**What you should do:**
Retrieve each line that contains the word "slot" from the entries below.

··· Data provided

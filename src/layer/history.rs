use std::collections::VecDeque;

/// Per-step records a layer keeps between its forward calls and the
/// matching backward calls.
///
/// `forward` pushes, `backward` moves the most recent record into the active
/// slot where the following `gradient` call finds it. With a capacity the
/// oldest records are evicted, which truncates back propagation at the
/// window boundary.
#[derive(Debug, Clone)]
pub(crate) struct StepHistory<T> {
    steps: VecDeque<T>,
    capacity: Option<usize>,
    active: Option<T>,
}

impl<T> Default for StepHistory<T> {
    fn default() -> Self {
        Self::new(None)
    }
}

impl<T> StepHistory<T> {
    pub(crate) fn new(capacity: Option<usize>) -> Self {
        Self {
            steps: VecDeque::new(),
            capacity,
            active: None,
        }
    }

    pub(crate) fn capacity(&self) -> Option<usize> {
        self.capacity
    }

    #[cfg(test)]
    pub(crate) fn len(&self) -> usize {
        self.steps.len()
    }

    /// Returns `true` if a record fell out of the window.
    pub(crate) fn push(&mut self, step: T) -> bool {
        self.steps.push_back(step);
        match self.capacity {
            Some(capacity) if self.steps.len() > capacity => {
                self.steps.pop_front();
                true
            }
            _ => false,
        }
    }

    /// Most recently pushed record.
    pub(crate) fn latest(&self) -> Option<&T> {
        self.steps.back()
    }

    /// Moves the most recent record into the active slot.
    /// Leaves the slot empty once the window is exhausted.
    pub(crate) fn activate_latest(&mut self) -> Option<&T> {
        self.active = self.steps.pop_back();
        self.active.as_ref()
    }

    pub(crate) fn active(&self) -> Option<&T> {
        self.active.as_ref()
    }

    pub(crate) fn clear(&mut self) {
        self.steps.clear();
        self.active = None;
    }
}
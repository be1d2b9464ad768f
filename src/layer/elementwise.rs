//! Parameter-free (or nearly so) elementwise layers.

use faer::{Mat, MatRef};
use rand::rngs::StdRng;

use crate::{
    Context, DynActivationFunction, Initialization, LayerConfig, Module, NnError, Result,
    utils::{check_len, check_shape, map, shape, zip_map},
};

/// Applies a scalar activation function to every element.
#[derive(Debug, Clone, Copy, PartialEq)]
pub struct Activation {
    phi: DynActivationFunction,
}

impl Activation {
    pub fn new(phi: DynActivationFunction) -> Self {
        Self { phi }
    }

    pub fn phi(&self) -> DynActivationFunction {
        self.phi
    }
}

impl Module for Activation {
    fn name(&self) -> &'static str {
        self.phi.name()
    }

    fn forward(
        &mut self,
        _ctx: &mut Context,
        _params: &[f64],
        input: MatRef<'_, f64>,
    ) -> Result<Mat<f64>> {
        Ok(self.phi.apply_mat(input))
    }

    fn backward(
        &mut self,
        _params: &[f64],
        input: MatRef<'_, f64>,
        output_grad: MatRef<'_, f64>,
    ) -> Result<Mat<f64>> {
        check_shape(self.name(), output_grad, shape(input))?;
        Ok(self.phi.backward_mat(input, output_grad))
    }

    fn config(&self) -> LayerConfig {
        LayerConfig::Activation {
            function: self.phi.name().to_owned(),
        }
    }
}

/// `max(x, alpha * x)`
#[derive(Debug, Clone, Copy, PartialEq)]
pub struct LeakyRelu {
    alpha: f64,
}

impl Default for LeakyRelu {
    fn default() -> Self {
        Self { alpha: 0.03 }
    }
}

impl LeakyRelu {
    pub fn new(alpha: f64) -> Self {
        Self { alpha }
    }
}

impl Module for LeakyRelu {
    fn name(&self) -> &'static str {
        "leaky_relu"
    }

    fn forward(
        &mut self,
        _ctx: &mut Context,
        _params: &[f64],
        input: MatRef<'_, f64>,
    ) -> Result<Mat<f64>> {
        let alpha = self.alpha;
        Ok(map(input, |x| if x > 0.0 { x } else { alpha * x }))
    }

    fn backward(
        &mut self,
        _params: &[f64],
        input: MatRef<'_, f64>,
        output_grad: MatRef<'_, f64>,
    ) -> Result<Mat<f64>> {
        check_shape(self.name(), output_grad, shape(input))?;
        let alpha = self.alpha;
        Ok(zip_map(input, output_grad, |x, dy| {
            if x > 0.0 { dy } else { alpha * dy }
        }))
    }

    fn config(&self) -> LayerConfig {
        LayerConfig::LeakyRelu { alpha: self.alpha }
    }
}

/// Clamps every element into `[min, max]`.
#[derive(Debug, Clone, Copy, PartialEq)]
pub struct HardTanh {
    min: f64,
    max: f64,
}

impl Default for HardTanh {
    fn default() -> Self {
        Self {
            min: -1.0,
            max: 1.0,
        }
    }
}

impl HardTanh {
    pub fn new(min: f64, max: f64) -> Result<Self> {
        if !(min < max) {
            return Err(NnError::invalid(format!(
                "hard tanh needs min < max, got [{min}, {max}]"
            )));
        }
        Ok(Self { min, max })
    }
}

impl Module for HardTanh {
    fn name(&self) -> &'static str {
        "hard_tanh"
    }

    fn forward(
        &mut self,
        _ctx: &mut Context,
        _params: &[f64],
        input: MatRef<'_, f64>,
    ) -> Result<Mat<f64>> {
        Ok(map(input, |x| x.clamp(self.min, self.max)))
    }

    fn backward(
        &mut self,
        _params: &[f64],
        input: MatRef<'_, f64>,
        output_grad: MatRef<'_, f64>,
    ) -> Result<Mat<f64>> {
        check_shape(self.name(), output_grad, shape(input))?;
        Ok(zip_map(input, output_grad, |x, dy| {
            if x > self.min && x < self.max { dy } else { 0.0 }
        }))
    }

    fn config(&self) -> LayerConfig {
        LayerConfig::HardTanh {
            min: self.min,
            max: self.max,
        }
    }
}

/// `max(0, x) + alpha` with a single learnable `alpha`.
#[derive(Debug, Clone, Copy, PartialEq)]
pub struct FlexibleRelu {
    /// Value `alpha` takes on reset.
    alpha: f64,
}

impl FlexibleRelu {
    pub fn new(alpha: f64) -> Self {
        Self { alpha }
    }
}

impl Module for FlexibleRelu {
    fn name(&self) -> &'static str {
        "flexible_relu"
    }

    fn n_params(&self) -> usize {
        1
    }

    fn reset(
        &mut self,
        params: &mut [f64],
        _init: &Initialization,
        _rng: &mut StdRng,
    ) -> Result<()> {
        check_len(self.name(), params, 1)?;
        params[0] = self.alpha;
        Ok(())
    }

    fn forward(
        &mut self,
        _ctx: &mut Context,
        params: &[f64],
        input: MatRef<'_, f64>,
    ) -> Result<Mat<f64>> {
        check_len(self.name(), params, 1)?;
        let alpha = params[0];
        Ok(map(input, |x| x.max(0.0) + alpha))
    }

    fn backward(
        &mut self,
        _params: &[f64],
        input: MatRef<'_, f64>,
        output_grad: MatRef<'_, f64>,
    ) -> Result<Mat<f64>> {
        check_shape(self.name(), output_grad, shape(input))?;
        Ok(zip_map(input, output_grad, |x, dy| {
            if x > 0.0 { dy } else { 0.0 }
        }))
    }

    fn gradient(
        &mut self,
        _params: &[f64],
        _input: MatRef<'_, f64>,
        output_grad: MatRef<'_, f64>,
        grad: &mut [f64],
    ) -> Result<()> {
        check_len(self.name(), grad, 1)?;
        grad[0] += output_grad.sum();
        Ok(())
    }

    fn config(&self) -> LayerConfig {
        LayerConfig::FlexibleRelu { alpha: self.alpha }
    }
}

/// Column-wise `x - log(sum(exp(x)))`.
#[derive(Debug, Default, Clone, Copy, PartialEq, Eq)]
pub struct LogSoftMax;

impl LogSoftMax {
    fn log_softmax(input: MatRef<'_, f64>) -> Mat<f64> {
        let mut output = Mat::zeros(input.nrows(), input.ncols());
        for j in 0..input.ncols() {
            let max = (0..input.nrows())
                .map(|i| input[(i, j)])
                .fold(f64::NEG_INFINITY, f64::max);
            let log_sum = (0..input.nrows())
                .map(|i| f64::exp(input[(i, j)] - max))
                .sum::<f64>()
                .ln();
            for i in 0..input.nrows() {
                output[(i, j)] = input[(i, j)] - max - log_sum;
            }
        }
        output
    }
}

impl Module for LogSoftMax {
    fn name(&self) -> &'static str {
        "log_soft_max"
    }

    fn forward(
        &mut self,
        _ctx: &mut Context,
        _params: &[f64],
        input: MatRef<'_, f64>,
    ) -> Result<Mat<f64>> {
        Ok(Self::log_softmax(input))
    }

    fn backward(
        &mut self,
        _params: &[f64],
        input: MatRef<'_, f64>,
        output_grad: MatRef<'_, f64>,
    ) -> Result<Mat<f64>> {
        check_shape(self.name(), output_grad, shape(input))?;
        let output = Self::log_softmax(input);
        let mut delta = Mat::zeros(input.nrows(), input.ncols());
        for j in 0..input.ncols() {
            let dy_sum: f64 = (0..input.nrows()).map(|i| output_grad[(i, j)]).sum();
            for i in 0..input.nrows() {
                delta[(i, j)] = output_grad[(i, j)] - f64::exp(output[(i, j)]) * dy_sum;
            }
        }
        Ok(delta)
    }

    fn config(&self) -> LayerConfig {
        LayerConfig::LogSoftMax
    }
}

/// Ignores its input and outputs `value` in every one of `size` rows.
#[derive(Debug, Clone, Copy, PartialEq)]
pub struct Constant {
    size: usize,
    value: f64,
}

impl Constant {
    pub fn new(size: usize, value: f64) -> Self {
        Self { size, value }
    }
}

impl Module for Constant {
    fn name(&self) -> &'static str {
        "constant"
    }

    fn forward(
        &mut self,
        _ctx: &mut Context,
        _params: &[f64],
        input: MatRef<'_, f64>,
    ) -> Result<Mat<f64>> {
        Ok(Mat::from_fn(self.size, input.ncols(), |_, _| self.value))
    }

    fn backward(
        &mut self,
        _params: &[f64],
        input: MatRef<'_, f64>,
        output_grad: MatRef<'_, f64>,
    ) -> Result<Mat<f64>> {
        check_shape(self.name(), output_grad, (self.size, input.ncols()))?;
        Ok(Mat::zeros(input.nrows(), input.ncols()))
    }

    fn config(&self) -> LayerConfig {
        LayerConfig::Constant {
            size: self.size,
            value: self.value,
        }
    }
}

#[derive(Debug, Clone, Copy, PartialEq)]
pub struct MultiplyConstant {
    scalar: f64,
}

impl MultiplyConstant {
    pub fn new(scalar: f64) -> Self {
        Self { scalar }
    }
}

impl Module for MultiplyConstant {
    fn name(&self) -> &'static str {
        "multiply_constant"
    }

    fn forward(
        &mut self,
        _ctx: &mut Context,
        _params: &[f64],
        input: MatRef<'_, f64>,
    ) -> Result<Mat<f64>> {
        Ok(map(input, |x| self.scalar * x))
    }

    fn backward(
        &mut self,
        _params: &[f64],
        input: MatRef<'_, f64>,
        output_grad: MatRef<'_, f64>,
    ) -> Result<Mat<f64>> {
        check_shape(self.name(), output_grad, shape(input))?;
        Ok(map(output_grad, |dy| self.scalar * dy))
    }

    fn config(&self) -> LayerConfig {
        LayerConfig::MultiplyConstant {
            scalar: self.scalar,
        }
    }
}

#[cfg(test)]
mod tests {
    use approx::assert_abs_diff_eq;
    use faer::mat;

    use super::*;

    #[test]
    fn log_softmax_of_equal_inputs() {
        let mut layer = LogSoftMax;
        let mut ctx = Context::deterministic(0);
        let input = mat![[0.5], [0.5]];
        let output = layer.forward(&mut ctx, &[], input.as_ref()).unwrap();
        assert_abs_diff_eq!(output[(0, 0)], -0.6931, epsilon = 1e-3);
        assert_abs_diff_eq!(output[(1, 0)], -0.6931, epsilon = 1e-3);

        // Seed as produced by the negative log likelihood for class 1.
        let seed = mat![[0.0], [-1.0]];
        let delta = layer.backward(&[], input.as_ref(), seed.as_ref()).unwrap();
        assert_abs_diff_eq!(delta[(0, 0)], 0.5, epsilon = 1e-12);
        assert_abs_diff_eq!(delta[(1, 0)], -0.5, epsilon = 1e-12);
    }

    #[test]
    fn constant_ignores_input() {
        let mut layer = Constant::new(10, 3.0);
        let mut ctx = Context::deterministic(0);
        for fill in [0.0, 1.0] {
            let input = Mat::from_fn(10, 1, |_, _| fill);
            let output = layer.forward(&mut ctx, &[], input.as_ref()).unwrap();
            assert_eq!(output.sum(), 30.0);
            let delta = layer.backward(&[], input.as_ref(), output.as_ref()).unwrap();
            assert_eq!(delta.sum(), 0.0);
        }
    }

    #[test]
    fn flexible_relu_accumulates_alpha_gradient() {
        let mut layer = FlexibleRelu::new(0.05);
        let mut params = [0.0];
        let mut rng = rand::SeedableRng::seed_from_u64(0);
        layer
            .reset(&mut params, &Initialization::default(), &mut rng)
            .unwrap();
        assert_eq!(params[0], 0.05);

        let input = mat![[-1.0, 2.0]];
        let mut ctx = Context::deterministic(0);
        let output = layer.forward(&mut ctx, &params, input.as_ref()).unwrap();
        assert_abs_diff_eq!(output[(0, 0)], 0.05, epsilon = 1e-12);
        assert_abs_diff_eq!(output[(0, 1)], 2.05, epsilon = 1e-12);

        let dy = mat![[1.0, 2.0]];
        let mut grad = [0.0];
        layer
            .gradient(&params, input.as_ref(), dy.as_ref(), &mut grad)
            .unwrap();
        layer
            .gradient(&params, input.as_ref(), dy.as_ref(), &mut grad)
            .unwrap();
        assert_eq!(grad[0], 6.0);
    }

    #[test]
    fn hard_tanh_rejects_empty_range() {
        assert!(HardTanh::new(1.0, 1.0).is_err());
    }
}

······

**Answer to the problem:**
/// slot where the following `gradient` call finds it. With a capacity the
    /// Moves the most recent record into the active slot.
    /// Leaves the slot empty once the window is exhausted.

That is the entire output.